Per Miriam-Webster, a “celebrity” is “a famous or celebrated person.” The VAST majority of those participating in these types of shows nowadays are neither famous nor celebrated.
Conan returns tonight with a new episode.
“Sunday’s AFC and NFC championship games were nail-biters that went into overtime and sent viewership into overdrive. CBS harvested a whopping 53.9 million viewers as New England Patriots quarterback Tom Brady led his team to their third consecutive Super Bowl berth in a hard-fought primetime game against the Kansas City Chiefs. Viewership for the AFC clincher was up 27% from the comparable game window last year, when Fox had the late game berth for the NFC’s Vikings-Eagles bout. The crowd that turned out to watch the Patriots land a 37-31 victory peaked at 63.8 million viewers in the game’s final half-hour. CBS said it was the second most-watched AFC championship in 42 years, trailing only 2011’s New York Jets-Pittsburgh Steelers face-off, which brought in 54.9 million viewers. Fox’s Sunday afternoon NFC championship game, which sealed the Los Angeles Rams’ Super Bowl spot with a 26-23 win over the New Orleans Saints, commanded 45 million viewers across Fox, Fox Deportes and the Fox Sports streaming app. The game ranks as Fox’s most-watched telecast since it last aired the Super Bowl in February 2017. The Rams-Saints battle peaked at 54 million viewers.”
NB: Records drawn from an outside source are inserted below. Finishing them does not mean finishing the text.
//! Enums used throughout the case-study presentation
//!
//! This module contains the navigation enum that drives the tab shell.

/// Section of the presentation selected in the tab bar
#[derive(Debug, Clone, Copy, PartialEq, Eq, Hash, Default)]
pub enum NavigationTab {
    #[default]
    ExecutiveSummary,
    ProcessModelling,
    Requirements,
    DataAnalysis,
    Prototype,
    FullCaseStudy,
}

impl NavigationTab {
    /// All tabs in display order
    pub const ALL: [NavigationTab; 6] = [
        NavigationTab::ExecutiveSummary,
        NavigationTab::ProcessModelling,
        NavigationTab::Requirements,
        NavigationTab::DataAnalysis,
        NavigationTab::Prototype,
        NavigationTab::FullCaseStudy,
    ];

    /// Stable identifier, as used on the command line and in config files
    pub fn id(&self) -> &'static str {
        match self {
            NavigationTab::ExecutiveSummary => "executive-summary",
            NavigationTab::ProcessModelling => "process-modelling",
            NavigationTab::Requirements => "requirements",
            NavigationTab::DataAnalysis => "data-analysis",
            NavigationTab::Prototype => "prototype",
            NavigationTab::FullCaseStudy => "full-case-study",
        }
    }

    pub fn label(&self) -> &'static str {
        match self {
            NavigationTab::ExecutiveSummary => "Executive Summary",
            NavigationTab::ProcessModelling => "Process Modelling",
            NavigationTab::Requirements => "Requirements",
            NavigationTab::DataAnalysis => "Data Analysis",
            NavigationTab::Prototype => "Prototype",
            NavigationTab::FullCaseStudy => "Full Case Study",
        }
    }

    /// Resolve an identifier; unknown ids have no tab
    pub fn from_id(id: &str) -> Option<Self> {
        Self::ALL.iter().copied().find(|tab| tab.id() == id)
    }

    pub fn index(&self) -> usize {
        Self::ALL.iter().position(|tab| tab == self).unwrap_or(0)
    }

    /// Tab bound to a digit key ('1'..='6')
    pub fn from_shortcut(c: char) -> Option<Self> {
        let digit = c.to_digit(10)? as usize;
        if digit == 0 {
            return None;
        }
        Self::ALL.get(digit - 1).copied()
    }

    pub fn next(&self) -> Self {
        Self::ALL[(self.index() + 1) % Self::ALL.len()]
    }

    pub fn previous(&self) -> Self {
        Self::ALL[(self.index() + Self::ALL.len() - 1) % Self::ALL.len()]
    }

    /// Whether this section hosts the approval widget
    pub fn mounts_prototype(&self) -> bool {
        matches!(self, NavigationTab::Prototype)
    }

    /// Whether this section shows the process diagrams
    pub fn shows_diagrams(&self) -> bool {
        matches!(
            self,
            NavigationTab::ProcessModelling | NavigationTab::FullCaseStudy
        )
    }
}

impl std::fmt::Display for NavigationTab {
    fn fmt(&self, f: &mut std::fmt::Formatter<'_>) -> std::fmt::Result {
        f.write_str(self.id())
    }
}

impl std::str::FromStr for NavigationTab {
    type Err = String;

    fn from_str(s: &str) -> Result<Self, Self::Err> {
        Self::from_id(s).ok_or_else(|| {
            let known: Vec<&str> = Self::ALL.iter().map(|t| t.id()).collect();
            format!("unknown tab '{}' (expected one of: {})", s, known.join(", "))
        })
    }
}

#[cfg(test)]
mod tests {
    use super::*;

    #[test]
    fn test_navigation_tab_default() {
        assert_eq!(NavigationTab::default(), NavigationTab::ExecutiveSummary);
    }

    #[test]
    fn test_from_id_round_trips_every_tab() {
        for tab in NavigationTab::ALL {
            assert_eq!(NavigationTab::from_id(tab.id()), Some(tab));
        }
    }

    #[test]
    fn test_from_id_unknown() {
        assert_eq!(NavigationTab::from_id("roadmap"), None);
        assert_eq!(NavigationTab::from_id(""), None);
    }

    #[test]
    fn test_from_str_error_lists_known_ids() {
        let err = "nope".parse::<NavigationTab>().unwrap_err();
        assert!(err.contains("data-analysis"));
    }

    #[test]
    fn test_next_and_previous_wrap() {
        assert_eq!(
            NavigationTab::FullCaseStudy.next(),
            NavigationTab::ExecutiveSummary
        );
        assert_eq!(
            NavigationTab::ExecutiveSummary.previous(),
            NavigationTab::FullCaseStudy
        );
        assert_eq!(
            NavigationTab::Requirements.next(),
            NavigationTab::DataAnalysis
        );
    }

    #[test]
    fn test_from_shortcut() {
        assert_eq!(
            NavigationTab::from_shortcut('1'),
            Some(NavigationTab::ExecutiveSummary)
        );
        assert_eq!(
            NavigationTab::from_shortcut('5'),
            Some(NavigationTab::Prototype)
        );
        assert_eq!(NavigationTab::from_shortcut('0'), None);
        assert_eq!(NavigationTab::from_shortcut('7'), None);
        assert_eq!(NavigationTab::from_shortcut('a'), None);
    }

    #[test]
    fn test_only_prototype_mounts_widget() {
        let mounting: Vec<_> = NavigationTab::ALL
            .iter()
            .filter(|t| t.mounts_prototype())
            .collect();
        assert_eq!(mounting, vec![&NavigationTab::Prototype]);
    }
}
//! A mounted approval widget: state, timer and key bindings.

use crossterm::event::KeyCode;
use tokio::sync::mpsc::UnboundedSender;

use super::state::{Action, RejectReason, WidgetState, WidgetStatus};
use super::timer::{TimerConfig, TimerHandle};
use crate::event::AppEvent;

/// Approval widget instance owned by the app while its tab is shown
#[derive(Debug)]
pub struct PrototypeSession {
    id: u64,
    state: WidgetState,
    config: TimerConfig,
    expiry_logged: bool,
    // Aborts the countdown task when the session is dropped
    _timer: Option<TimerHandle>,
}

impl PrototypeSession {
    /// Mount a fresh widget and start its countdown
    pub fn mount(id: u64, config: TimerConfig, tx: UnboundedSender<AppEvent>) -> Self {
        tracing::debug!("Mounting prototype session {}", id);
        let timer = TimerHandle::spawn(id, config.interval, tx);
        Self {
            id,
            state: WidgetState::default(),
            config,
            expiry_logged: false,
            _timer: Some(timer),
        }
    }

    /// Widget without a scheduled countdown; ticks must be driven by hand
    #[cfg(test)]
    pub fn detached(id: u64, config: TimerConfig) -> Self {
        Self {
            id,
            state: WidgetState::default(),
            config,
            expiry_logged: false,
            _timer: None,
        }
    }

    pub fn id(&self) -> u64 {
        self.id
    }

    pub fn current_state(&self) -> &WidgetState {
        &self.state
    }

    pub fn config(&self) -> &TimerConfig {
        &self.config
    }

    pub fn dispatch(&mut self, action: Action) -> &WidgetState {
        let next = self.state.reduce(action);
        if next.status != self.state.status {
            tracing::info!(
                "Milestone {} -> {} (reason: {})",
                self.state.status.label(),
                next.status.label(),
                next.reject_reason.map(|r| r.code()).unwrap_or("-")
            );
        }
        if next.status == WidgetStatus::Pending && self.state.status != WidgetStatus::Pending {
            self.expiry_logged = false;
        }
        self.state = next;
        &self.state
    }

    pub fn tick(&mut self) -> &WidgetState {
        self.state = self.state.tick(self.config.policy, self.config.seconds_per_tick);
        if self.state.is_expired() && !self.expiry_logged {
            // Expiry has no automatic transition
            tracing::debug!(
                "Auto-approval timer reached zero in session {} (status: {})",
                self.id,
                self.state.status.label()
            );
            self.expiry_logged = true;
        }
        &self.state
    }

    /// Map a key press to a widget action for the current state
    pub fn action_for_key(&self, code: KeyCode) -> Option<Action> {
        let state = &self.state;
        match state.status {
            WidgetStatus::Approved => match code {
                KeyCode::Char('x') => Some(Action::ResetFromApproved),
                _ => None,
            },
            WidgetStatus::Rejected => match code {
                KeyCode::Char('x') => Some(Action::ResetFromRejected),
                _ => None,
            },
            WidgetStatus::Pending if state.show_reject_form => match code {
                KeyCode::Esc => Some(Action::CancelReject),
                KeyCode::Enter => Some(Action::ConfirmReject),
                KeyCode::Down | KeyCode::Char('j') => Some(Action::SelectReason(
                    RejectReason::cycle(state.reject_reason, true),
                )),
                KeyCode::Up | KeyCode::Char('k') => Some(Action::SelectReason(
                    RejectReason::cycle(state.reject_reason, false),
                )),
                KeyCode::Char('a') => Some(Action::Approve),
                _ => None,
            },
            WidgetStatus::Pending => match code {
                KeyCode::Char('a') => Some(Action::Approve),
                KeyCode::Char('r') => Some(Action::RequestReject),
                _ => None,
            },
        }
    }
}
mod app;
mod cli;
mod config;
mod content;
mod diagram;
mod error;
mod event;
mod logging;
mod models;
mod prototype;
mod shell;
mod terminal;
mod theme;
mod ui;
mod utils;

use clap::Parser;
use ratatui::DefaultTerminal;
use tokio::sync::mpsc;

use app::App;
use cli::CliArgs;
use config::Settings;
use error::{Error, Result};

#[tokio::main]
async fn main() -> Result<()> {
    let args = CliArgs::parse();

    logging::init()?;

    let mut settings = config::load_settings(args.config.as_deref())?;
    settings.apply_overrides(args.tab, args.timer_policy);
    tracing::info!(
        "Starting on {} with {:?} timer policy",
        settings.start_tab(),
        settings.timer_config().policy
    );

    terminal::install_panic_hook();
    let mut term = terminal::init()?;

    let result = run(&mut term, &settings).await;

    terminal::restore();

    if let Err(e) = &result {
        tracing::error!("Exited with error: {}", e);
    } else {
        tracing::info!("Exited cleanly");
    }
    result
}

async fn run(terminal: &mut DefaultTerminal, settings: &Settings) -> Result<()> {
    let (tx, mut rx) = mpsc::unbounded_channel();
    let _input = event::spawn_input_reader(tx.clone());
    let mut app = App::new(settings, tx);

    while !app.should_quit {
        terminal.draw(|frame| ui::draw(frame, &app))?;

        let event = rx.recv().await.ok_or(Error::ChannelClosed)?;
        app.handle_event(event);

        // Apply everything already queued before the next redraw
        while let Ok(event) = rx.try_recv() {
            app.handle_event(event);
        }
    }

    Ok(())
}
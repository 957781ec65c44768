//! Tab navigation shell.

use crate::models::NavigationTab;

/// Holds the active section; owned by the root `App`
#[derive(Debug, Clone, Copy, PartialEq, Eq, Default)]
pub struct Shell {
    active: NavigationTab,
}

impl Shell {
    pub fn new(active: NavigationTab) -> Self {
        Self { active }
    }

    pub fn active(&self) -> NavigationTab {
        self.active
    }

    /// Replace the active tab unconditionally
    pub fn select(&mut self, tab: NavigationTab) {
        self.active = tab;
    }

    pub fn next(&mut self) {
        self.active = self.active.next();
    }

    pub fn previous(&mut self) {
        self.active = self.active.previous();
    }
}
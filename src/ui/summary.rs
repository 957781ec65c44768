//! Executive summary view

use ratatui::{
    prelude::*,
    widgets::{Paragraph, Wrap},
};

use super::helpers::card_block;
use super::stats::render_kpi_cards;
use crate::content::{CASE_STUDY_TITLE, SUMMARY_KPIS, SUMMARY_SECTIONS};
use crate::models::Section;
use crate::theme::{INDIGO_PRIMARY, TEXT_PRIMARY, TEXT_SECONDARY};

/// Heading followed by body, one blank line between sections
pub fn section_lines(sections: &[Section]) -> Vec<Line<'static>> {
    let mut lines = Vec::new();
    for (i, section) in sections.iter().enumerate() {
        if i > 0 {
            lines.push(Line::default());
        }
        lines.push(Line::from(Span::styled(
            section.heading,
            Style::default()
                .fg(INDIGO_PRIMARY)
                .add_modifier(Modifier::BOLD),
        )));
        lines.push(Line::from(Span::styled(
            section.body,
            Style::default().fg(TEXT_SECONDARY),
        )));
    }
    lines
}

pub fn render_summary(area: Rect, scroll: u16, frame: &mut Frame) {
    let layout = Layout::default()
        .direction(Direction::Vertical)
        .constraints([
            Constraint::Length(2), // Title
            Constraint::Length(4), // KPI cards
            Constraint::Min(3),    // Narrative
        ])
        .split(area);

    let title = Paragraph::new(Line::from(Span::styled(
        CASE_STUDY_TITLE,
        Style::default()
            .fg(TEXT_PRIMARY)
            .add_modifier(Modifier::BOLD),
    )));
    frame.render_widget(title, layout[0]);

    render_kpi_cards(layout[1], SUMMARY_KPIS, frame);

    let narrative = Paragraph::new(section_lines(SUMMARY_SECTIONS))
        .block(card_block("Overview"))
        .wrap(Wrap { trim: true })
        .scroll((scroll, 0));
    frame.render_widget(narrative, layout[2]);
}

#[cfg(test)]
mod tests {
    use super::*;
    use crate::ui::helpers::buffer_lines;
    use ratatui::{backend::TestBackend, Terminal};

    #[test]
    fn test_section_lines_separate_sections() {
        let lines = section_lines(SUMMARY_SECTIONS);
        // heading + body per section, blank between
        assert_eq!(lines.len(), SUMMARY_SECTIONS.len() * 3 - 1);
        assert_eq!(lines[0].spans[0].content, "Problem");
    }

    #[test]
    fn test_summary_renders_kpis_and_sections() {
        let backend = TestBackend::new(100, 30);
        let mut terminal = Terminal::new(backend).unwrap();

        terminal.draw(|f| render_summary(f.area(), 0, f)).unwrap();

        let text = buffer_lines(terminal.backend().buffer()).join("\n");
        assert!(text.contains(CASE_STUDY_TITLE));
        assert!(text.contains("FASTER RESOLUTION"));
        assert!(text.contains("Problem"));
        assert!(text.contains("Impact"));
    }

    #[test]
    fn test_summary_scroll_hides_top_of_narrative() {
        let backend = TestBackend::new(100, 30);
        let mut terminal = Terminal::new(backend).unwrap();

        terminal.draw(|f| render_summary(f.area(), 1, f)).unwrap();

        let text = buffer_lines(terminal.backend().buffer()).join("\n");
        assert!(!text.contains("Problem"));
    }
}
“EW can exclusively reveal that a new horror anthology show called Folklore will premiere Feb. 1 on HBO NOW, HBO GO, HBO On Demand and partners’ streaming platforms. Folklore is a six-episode, hour-long series that takes place across six Asian countries — Indonesia, Japan, Korea, Malaysia, Singapore, and Thailand. Each episode is based on the respective country’s myths and folklore, featuring supernatural beings and occult beliefs. Overseen by different directors, each story was also filmed in the local language of the country. Episodes include the Indonesia-set A Mother’s Love about a single mother and her young son who discover a group of dirty and underfed children living in a mansion’s attic and a tale from Malaysia called “Toyol” in which a Member of Parliament turns to a mysterious woman who possesses shamanistic powers in order to salvage his town’s dire economic situation.” Not in this lifetime . . . .
Why Netflix's You had to make this major change from the book. “The show's co-creator Sera Gamble has revealed that co-writer Greg Berlanti concocted the character of Paco, not just to convey that Joe is at odds with himself, but to give viewers more of an understanding into Joe's own childhood, and identity.”
25 Words or Less, the syndicated game show hosted and produced by Meredith Vieira, has been sold in 75% of the country ahead of its debut this fall. A quarter of you are lucky ones.
From The Hollywood Reporter: “Abbi Jacobson and Ilana Glazer aren't quite finished with Broad City. The co-creators and stars will be editing the fifth and final season of their Comedy Central series through February, adding another layer to a goodbye process that began back in November 2017.
"‘We have known how the show would end for a long time. We didn't know exactly how we would get there, but we knew what the last scene would be,’ Jacobson tells The Hollywood Reporter. And the ending, Glazer promises, will be a satisfying one. ‘It's uplifting and hopeful, too,’ she adds.
“Jacobson and Glazer gave birth to their TV alter-egos — who are slightly younger, more exaggerated versions of themselves also named Abbi and Ilana — 10 years ago with their web series. In 2014, and with the support of executive producer Amy Poehler, the show moved to Comedy Central and found a wider audience as Abbi and Ilana continued to fearlessly navigate New York City, their 20s and being a woman under President Trump.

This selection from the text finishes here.